Although the mean SBP value of the three measurements measured using the oscillometric device has been suggested by some studies to be clinically acceptable,7, 15, 16 our results showed quite a large variability in SBP measurements in AF patients. The present study provides useful information for doctors to better evaluate the BP when using an oscillometric device: when the ΔPR of three BP measurements is 0–10 b.p.m., the SBP reading may be as accurate as the SBP reading in SR patients, and it is clinically acceptable. However, when the ΔPR is >10 b.p.m., the SBP reading may not be reliable, and more BP measurements are needed. However, the DBP reading is less reliable than the SBP reading if ΔDBP was significantly greater than that of the SR group, regardless of ΔPR.

Limitations

In this study, the BP difference among three oscillometric measurements in SR was used as a reference to confirm our discovery that a greater ΔPR is associated with a less accurate BP measurement in AF patients. Therefore, a study using intra-arterial BP measurement is needed.

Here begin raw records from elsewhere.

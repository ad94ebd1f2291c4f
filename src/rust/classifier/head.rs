//! Two-class classification head placed on top of the sentence encoder.
//!
//! ```text
//! Embedding (E) → Linear(2) → Softmax
//! ```

use std::path::Path;

use candle_core::{DType, Device, Tensor, D};
use candle_nn::{Init, Linear, Module, VarBuilder, VarMap};

use crate::error::{Result, SentimentError};
use crate::sentiment::{Prediction, NUM_LABELS};

/// Prefix of the head's parameters inside a safetensors file
const PARAM_PREFIX: &str = "classifier";

#[derive(Debug, Clone)]
pub struct SentimentHead {
    linear: Linear,
    embedding_size: usize,
    device: Device,
}

impl SentimentHead {
    /// Creates a trainable head whose parameters live in `varmap`.
    ///
    /// Weights and bias start at zero, which makes training reproducible
    /// for a given shuffle seed.
    pub fn new_trainable(varmap: &VarMap, embedding_size: usize, device: &Device) -> Result<Self> {
        let vb = VarBuilder::from_varmap(varmap, DType::F32, device).pp(PARAM_PREFIX);
        let weight = vb.get_with_hints((NUM_LABELS, embedding_size), "weight", Init::Const(0.0))?;
        let bias = vb.get_with_hints(NUM_LABELS, "bias", Init::Const(0.0))?;
        Ok(Self {
            linear: Linear::new(weight, Some(bias)),
            embedding_size,
            device: device.clone(),
        })
    }

    /// Builds a head from explicit parameters: `weight` is row-major
    /// `[2, embedding_size]`, `bias` has one entry per class.
    pub fn from_parameters(weight: Vec<f32>, bias: Vec<f32>, embedding_size: usize, device: &Device) -> Result<Self> {
        let weight = Tensor::from_vec(weight, (NUM_LABELS, embedding_size), device)?;
        let bias = Tensor::from_vec(bias, NUM_LABELS, device)?;
        Ok(Self {
            linear: Linear::new(weight, Some(bias)),
            embedding_size,
            device: device.clone(),
        })
    }

    /// Loads head parameters written by [`VarMap::save`].
    pub fn load(path: &Path, embedding_size: usize, device: &Device) -> Result<Self> {
        if !path.exists() {
            return Err(SentimentError::CheckpointError(format!("Head weights not found: {:?}", path)));
        }
        let tensors = candle_core::safetensors::load(path, device)?;
        let vb = VarBuilder::from_tensors(tensors, DType::F32, device).pp(PARAM_PREFIX);
        let weight = vb.get((NUM_LABELS, embedding_size), "weight").map_err(|e| {
            SentimentError::CheckpointError(format!("Incompatible head weights in {:?}: {}", path, e))
        })?;
        let bias = vb.get(NUM_LABELS, "bias").map_err(|e| {
            SentimentError::CheckpointError(format!("Incompatible head bias in {:?}: {}", path, e))
        })?;
        Ok(Self {
            linear: Linear::new(weight, Some(bias)),
            embedding_size,
            device: device.clone(),
        })
    }

    pub fn embedding_size(&self) -> usize {
        self.embedding_size
    }

    pub fn device(&self) -> &Device {
        &self.device
    }

    /// `[batch, embedding_size]` → `[batch, 2]` logits.
    pub fn forward_logits(&self, inputs: &Tensor) -> Result<Tensor> {
        Ok(self.linear.forward(inputs)?)
    }

    /// Class probabilities for a single embedding, indexed by class.
    pub fn probabilities(&self, embedding: &[f32]) -> Result<[f32; NUM_LABELS]> {
        if embedding.len() != self.embedding_size {
            return Err(SentimentError::ModelError(format!(
                "Embedding has {} dimensions, head expects {}",
                embedding.len(),
                self.embedding_size
            )));
        }

        let input = Tensor::from_slice(embedding, (1, self.embedding_size), &self.device)?;
        let logits = self.forward_logits(&input)?;
        let probs: Vec<f32> = candle_nn::ops::softmax(&logits, D::Minus1)?
            .squeeze(0)?
            .to_vec1()?;

        match probs.as_slice() {
            &[negative, positive] => Ok([negative, positive]),
            other => Err(SentimentError::ModelError(format!(
                "Head produced {} probabilities, expected {}",
                other.len(),
                NUM_LABELS
            ))),
        }
    }

    pub fn predict(&self, embedding: &[f32]) -> Result<Prediction> {
        Ok(Prediction::from_probabilities(self.probabilities(embedding)?))
    }
}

In addition, the treatments were quite different between the SR and AF groups. This difference may affect the BP measurement but could not induce the greater ΔSBP and ΔPR in the AF group. To identify this point, more research is needed.

Conclusion

There is a positive relationship between the variations in the pulse rate and the SBP measured using an oscillometric BP device. The AF patients who exhibit a greater variability in their pulse rate will also have a greater variability in their BP readings. The SBP measurement in AF patients may be considered as accurate as the SBP measurement in SR patients if ΔPR is 0–10 b.p.m.